Vous vous êtes rendu dans de nombreux endroits que Tsuge a présenté dans ses mangas. Quelles ont été vos impressions à l’époque ?
T. S. : J’ai compris pourquoi il les aimait tant. En d’autres termes, visiter ces lieux – je pense surtout à Kita Onsen dans la préfecture de Tochigi, au nord de Tôkyô – revient à connaître l’homme lui-même, son esprit et son âme. Bien sûr, beaucoup de ces endroits ont changé, les auberges ont été démolies et reconstruites. Il est donc difficile de retrouver l’atmosphère du moment, mais cela mérite quand même le coup de s’y rendre.
Qu’en est-il de la préfecture de Chiba où il a passé une partie de son enfance et sur laquelle il a écrit beaucoup de ses histoires ?
T. S. : La plupart des lieux existent toujours. Encore une fois, Chiba est une préfecture très authentique. C’est pourquoi Tsuge l’apprécie tant. A Futomi, où se déroulent des scènes de Nejishiki (voir p. 6), les autorités locales ont même apposé une plaque sur laquelle le nom de Tsuge Yoshiharu a été mal orthographié. Les gens l’ont signalé, mais apparemment, elles ne prévoient pas de corriger. Nejishiki, bien sûr, est une histoire surréaliste et onirique, mais même dans une histoire plus réaliste comme Incident au village de Nishibeta (voir p. 5), vous pouvez voir la créativité de Tsuge en action. Un patient de l’hôpital psychiatrique local, par exemple, s’était vraiment échappé avant la visite de Tsuge, mais l’histoire qu’il raconte est complètement différente. En outre, le type qui se coince la jambe dans un trou n’était pas le patient évadé, mais le mangaka Shirato Sanpei qui voyageait alors avec lui.
Comment votre façon de voyager a-t-elle été affectée par Tsuge ?
T. S. : Je me rendais dans des sources thermales même avant de le rencontrer, mais à la suite de ses voyages, j’ai commencé à rechercher le même genre d’endroits moins fréquentés qu’il préférait. Dans certains cas, l’élève a même dépassé le maître. Par exemple, il s’est rendu trois fois à Kita Onsen alors que j’y suis allé dix fois (rires). Même quand je prends des photos, j’ai l’impression de disparaître et de voir les choses à travers ses yeux. En fin de compte, je me suis mis à ressembler à Tsuge.
Quelle est la différence entre Tsuge le dessinateur de mangas et Tsuge l’auteur de récits de voyages ?
T. S. : C’est surtout la différence entre la fiction et la réalité, l’art et le documentaire. Ses récits de voyage se lisent comme un journal intime détaillant ce qu’il a fait et ce qu’il a vu, les personnes avec lesquelles il a voyagé et celles qu’il a rencontrées. Parfois, il s’arrête pour méditer sur quelque chose ou assister à une scène particulièrement poignante, c’est pourquoi on trouve aussi un certain élément de philosophie dans ses écrits de voyage. En revanche, les mangas relèvent de la littérature pure.

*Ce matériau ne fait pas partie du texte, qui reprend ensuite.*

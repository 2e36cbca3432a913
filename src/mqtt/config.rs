use serde::{Deserialize, Serialize};
use std::time::Duration;

use super::topics::{TopicRegistry, DEFAULT_TOPIC_PREFIX};
use super::transport::Endpoint;

/// Broker endpoint and session parameters.
#[derive(Debug, Clone, PartialEq, Eq, Serialize, Deserialize)]
#[serde(default)]
pub struct BrokerSettings {
    pub host: String,
    pub port: u16,
    /// WebSocket path on the broker, usually `/mqtt`
    pub path: String,
    pub username: String,
    pub password: String,
    pub keep_alive_secs: u64,
    pub connect_timeout_ms: u64,
    pub clean_session: bool,
}

impl Default for BrokerSettings {
    fn default() -> Self {
        Self {
            host: "localhost".to_string(),
            port: 8884,
            path: "/mqtt".to_string(),
            username: String::new(),
            password: String::new(),
            keep_alive_secs: 30,
            connect_timeout_ms: 10_000,
            clean_session: true,
        }
    }
}

impl BrokerSettings {
    pub fn endpoint(&self) -> Endpoint {
        Endpoint {
            host: self.host.clone(),
            port: self.port,
            path: self.path.clone(),
        }
    }

    pub fn keep_alive(&self) -> Duration {
        Duration::from_secs(self.keep_alive_secs)
    }

    pub fn connect_timeout(&self) -> Duration {
        Duration::from_millis(self.connect_timeout_ms)
    }
}

#[derive(Debug, Clone, PartialEq, Eq, Serialize, Deserialize)]
#[serde(default)]
pub struct TopicSettings {
    pub prefix: String,
}

impl Default for TopicSettings {
    fn default() -> Self {
        Self {
            prefix: DEFAULT_TOPIC_PREFIX.to_string(),
        }
    }
}

impl TopicSettings {
    pub fn registry(&self) -> TopicRegistry {
        TopicRegistry::new(self.prefix.clone())
    }
}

Voyez-vous encore de temps en temps Tsuge ?
T. S. : Bien sûr. C’est le genre de gars qui continue littéralement à parler pendant des heures. La plupart des gens finissent par se lasser de ses divagations parfois philosophiques, parfois absurdes, mais j’aime l’écouter. Je suppose que nous nous complétons bien.
Propos recueillis par J. D.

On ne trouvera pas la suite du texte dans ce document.